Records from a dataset
######

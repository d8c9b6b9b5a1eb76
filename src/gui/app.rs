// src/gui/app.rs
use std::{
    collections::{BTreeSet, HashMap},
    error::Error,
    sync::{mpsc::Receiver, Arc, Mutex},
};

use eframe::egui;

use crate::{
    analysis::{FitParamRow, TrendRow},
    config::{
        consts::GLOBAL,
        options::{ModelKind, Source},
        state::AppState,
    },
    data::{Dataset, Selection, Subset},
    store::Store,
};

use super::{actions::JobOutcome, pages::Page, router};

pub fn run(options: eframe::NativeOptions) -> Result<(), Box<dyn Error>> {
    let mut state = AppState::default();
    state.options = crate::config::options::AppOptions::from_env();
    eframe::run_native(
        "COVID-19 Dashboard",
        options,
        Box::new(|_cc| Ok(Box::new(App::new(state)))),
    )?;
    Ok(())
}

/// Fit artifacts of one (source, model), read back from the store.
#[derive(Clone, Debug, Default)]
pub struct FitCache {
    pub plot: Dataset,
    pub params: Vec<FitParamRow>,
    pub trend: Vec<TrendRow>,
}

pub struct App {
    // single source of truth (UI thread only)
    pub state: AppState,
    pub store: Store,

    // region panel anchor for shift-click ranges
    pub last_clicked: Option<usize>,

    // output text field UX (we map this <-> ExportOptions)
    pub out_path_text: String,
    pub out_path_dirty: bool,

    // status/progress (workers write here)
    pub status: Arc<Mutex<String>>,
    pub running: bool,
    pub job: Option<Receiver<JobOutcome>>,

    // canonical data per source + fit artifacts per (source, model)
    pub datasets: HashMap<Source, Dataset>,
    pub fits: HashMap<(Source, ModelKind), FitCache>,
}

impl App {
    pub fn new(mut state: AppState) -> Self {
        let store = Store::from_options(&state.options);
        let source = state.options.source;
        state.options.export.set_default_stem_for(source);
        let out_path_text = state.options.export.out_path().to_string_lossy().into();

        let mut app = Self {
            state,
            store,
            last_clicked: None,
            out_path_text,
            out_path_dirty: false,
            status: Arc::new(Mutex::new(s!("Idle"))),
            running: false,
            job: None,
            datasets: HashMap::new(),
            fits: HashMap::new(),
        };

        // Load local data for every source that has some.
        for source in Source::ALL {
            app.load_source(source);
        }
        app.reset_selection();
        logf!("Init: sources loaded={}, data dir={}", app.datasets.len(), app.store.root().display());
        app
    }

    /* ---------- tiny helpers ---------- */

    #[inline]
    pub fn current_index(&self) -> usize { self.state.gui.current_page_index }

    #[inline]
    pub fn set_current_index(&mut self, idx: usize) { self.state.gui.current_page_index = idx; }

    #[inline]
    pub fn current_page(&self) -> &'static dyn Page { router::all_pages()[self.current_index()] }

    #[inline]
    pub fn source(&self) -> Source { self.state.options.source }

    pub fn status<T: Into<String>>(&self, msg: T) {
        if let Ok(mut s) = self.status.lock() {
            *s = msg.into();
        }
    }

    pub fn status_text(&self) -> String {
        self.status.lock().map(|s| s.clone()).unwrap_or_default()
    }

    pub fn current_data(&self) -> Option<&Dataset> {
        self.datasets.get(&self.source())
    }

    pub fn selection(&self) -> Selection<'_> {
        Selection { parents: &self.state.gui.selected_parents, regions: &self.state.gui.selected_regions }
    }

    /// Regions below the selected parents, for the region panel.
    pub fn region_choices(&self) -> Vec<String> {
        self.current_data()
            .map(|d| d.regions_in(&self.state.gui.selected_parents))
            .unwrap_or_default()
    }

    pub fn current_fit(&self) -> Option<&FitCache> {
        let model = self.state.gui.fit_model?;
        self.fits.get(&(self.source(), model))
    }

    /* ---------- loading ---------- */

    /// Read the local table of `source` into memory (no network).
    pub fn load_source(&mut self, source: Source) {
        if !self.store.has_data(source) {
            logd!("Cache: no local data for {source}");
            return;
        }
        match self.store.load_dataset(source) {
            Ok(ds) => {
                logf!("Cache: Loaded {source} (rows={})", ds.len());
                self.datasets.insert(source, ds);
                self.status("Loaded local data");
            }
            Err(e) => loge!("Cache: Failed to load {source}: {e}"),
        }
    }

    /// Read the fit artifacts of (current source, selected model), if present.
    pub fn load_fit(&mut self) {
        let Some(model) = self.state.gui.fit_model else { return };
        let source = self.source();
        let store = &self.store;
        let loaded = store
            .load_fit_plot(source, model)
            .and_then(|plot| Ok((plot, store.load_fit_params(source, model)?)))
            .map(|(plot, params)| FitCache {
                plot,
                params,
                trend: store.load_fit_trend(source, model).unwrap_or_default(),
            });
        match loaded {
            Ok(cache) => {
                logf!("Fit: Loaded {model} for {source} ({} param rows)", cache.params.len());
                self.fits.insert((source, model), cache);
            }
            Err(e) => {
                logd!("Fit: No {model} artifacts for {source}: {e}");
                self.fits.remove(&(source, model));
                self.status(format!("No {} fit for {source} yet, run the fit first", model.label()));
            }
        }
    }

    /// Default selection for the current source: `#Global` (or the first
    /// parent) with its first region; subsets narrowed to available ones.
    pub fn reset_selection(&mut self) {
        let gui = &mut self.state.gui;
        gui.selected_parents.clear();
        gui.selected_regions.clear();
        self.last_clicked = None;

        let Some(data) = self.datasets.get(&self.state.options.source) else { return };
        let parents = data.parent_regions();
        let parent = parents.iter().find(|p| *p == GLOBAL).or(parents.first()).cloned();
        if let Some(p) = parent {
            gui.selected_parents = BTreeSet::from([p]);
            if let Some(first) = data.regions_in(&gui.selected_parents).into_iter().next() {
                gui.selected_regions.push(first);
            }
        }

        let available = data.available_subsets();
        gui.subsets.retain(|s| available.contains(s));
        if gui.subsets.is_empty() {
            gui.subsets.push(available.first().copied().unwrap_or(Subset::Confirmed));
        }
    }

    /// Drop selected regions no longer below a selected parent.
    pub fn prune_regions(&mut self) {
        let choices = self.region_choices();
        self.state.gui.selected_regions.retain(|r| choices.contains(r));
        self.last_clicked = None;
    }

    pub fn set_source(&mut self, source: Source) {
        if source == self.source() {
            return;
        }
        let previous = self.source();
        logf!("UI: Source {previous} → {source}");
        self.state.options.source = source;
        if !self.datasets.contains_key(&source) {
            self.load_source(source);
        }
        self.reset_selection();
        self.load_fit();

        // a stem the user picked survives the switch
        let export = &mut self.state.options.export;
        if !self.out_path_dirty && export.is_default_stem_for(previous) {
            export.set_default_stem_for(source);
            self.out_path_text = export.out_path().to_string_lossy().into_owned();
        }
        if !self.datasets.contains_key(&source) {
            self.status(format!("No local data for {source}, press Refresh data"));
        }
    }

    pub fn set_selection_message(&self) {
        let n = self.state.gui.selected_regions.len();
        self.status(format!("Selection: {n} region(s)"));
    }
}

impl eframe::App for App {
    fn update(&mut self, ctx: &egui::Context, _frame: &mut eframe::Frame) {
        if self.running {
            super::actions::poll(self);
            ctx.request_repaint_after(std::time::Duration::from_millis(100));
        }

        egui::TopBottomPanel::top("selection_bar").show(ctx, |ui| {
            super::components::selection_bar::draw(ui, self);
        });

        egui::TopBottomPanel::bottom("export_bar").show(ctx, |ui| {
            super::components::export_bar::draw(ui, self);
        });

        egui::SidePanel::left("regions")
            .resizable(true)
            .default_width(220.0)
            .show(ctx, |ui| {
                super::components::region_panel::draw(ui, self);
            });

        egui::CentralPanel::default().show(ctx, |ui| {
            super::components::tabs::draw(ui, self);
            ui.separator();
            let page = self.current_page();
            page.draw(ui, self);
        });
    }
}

######

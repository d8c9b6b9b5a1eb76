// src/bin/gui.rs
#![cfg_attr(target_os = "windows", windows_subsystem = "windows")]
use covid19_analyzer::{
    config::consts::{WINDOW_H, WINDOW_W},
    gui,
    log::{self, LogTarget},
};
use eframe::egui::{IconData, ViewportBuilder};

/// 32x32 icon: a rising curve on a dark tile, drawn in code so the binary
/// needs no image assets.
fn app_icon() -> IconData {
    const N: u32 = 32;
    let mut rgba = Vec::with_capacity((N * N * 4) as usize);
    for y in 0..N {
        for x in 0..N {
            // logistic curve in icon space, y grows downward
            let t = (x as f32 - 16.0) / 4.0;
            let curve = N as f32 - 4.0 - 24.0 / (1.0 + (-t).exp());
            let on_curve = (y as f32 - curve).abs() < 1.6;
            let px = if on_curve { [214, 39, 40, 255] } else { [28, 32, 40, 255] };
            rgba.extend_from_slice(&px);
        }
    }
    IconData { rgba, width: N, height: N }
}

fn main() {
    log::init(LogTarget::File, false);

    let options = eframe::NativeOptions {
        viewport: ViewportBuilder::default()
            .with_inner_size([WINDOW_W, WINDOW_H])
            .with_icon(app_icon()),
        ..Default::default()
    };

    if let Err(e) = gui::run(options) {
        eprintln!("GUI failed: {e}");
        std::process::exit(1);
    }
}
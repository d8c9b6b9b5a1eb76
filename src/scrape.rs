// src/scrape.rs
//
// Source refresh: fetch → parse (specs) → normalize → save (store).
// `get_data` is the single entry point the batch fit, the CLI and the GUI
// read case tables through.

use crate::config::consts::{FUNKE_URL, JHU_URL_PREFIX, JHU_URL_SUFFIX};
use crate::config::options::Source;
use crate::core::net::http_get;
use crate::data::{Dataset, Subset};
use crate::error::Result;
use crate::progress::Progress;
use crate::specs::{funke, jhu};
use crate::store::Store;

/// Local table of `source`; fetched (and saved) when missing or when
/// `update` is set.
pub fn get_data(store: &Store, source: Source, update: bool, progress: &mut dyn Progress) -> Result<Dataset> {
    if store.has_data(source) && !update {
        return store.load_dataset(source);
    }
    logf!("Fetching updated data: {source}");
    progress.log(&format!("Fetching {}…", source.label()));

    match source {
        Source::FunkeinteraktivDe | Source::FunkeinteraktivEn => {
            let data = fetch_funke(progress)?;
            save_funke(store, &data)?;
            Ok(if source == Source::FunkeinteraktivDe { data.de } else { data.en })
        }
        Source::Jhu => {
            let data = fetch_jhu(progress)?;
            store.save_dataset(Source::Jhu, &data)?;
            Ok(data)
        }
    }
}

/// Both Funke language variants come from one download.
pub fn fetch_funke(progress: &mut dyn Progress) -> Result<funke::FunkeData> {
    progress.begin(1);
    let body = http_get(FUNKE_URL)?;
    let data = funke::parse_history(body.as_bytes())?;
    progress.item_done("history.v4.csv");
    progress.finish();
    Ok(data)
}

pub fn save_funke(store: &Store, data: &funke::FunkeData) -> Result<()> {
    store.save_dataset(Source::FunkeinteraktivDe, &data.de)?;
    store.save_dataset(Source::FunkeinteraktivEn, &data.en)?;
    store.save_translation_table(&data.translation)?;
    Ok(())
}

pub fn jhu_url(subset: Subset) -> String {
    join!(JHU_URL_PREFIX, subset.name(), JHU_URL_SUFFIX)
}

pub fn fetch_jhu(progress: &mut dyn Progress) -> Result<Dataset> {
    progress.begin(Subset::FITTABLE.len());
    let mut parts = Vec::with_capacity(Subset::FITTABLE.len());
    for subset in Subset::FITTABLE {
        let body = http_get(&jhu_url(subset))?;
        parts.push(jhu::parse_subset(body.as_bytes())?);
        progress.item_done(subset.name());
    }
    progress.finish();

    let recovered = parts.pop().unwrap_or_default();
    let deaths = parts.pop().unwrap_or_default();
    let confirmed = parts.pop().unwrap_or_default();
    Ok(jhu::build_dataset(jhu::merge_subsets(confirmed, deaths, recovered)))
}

######

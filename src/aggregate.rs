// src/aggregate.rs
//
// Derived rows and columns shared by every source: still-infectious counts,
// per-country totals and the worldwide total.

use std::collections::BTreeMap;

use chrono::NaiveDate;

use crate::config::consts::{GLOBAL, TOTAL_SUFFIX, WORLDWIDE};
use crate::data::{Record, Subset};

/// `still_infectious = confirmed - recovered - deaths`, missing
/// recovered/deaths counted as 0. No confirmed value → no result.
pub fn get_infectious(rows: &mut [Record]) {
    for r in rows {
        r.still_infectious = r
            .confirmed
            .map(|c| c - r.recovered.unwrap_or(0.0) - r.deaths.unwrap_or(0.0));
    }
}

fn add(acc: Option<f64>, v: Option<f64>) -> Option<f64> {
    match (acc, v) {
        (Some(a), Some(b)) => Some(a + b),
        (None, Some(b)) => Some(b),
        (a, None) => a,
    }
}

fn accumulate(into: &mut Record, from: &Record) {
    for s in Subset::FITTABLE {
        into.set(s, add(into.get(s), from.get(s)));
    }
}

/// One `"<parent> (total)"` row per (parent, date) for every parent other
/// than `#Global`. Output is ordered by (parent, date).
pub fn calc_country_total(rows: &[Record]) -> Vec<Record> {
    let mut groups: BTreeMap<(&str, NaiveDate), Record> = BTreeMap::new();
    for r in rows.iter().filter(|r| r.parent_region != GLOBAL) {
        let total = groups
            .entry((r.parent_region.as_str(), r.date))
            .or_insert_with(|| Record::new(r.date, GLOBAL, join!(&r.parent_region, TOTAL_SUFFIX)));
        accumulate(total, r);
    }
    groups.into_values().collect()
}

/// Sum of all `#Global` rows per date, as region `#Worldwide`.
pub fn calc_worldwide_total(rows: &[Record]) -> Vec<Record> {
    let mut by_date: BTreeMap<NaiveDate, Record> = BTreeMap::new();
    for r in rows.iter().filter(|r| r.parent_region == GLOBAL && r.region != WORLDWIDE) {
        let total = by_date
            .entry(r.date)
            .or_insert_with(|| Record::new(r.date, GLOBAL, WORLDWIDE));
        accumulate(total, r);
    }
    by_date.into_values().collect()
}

######

Sift through the entries and copy every line with "datasets".

- **EXERCISE OUTPUT**
    pub datasets: HashMap<Source, Dataset>,
            datasets: HashMap::new(),
        logf!("Init: sources loaded={}, data dir={}", app.datasets.len(), app.store.root().display());
        self.datasets.get(&self.source())
                self.datasets.insert(source, ds);
        let Some(data) = self.datasets.get(&self.state.options.source) else { return };
        if !self.datasets.contains_key(&source) {
        if !self.datasets.contains_key(&source) {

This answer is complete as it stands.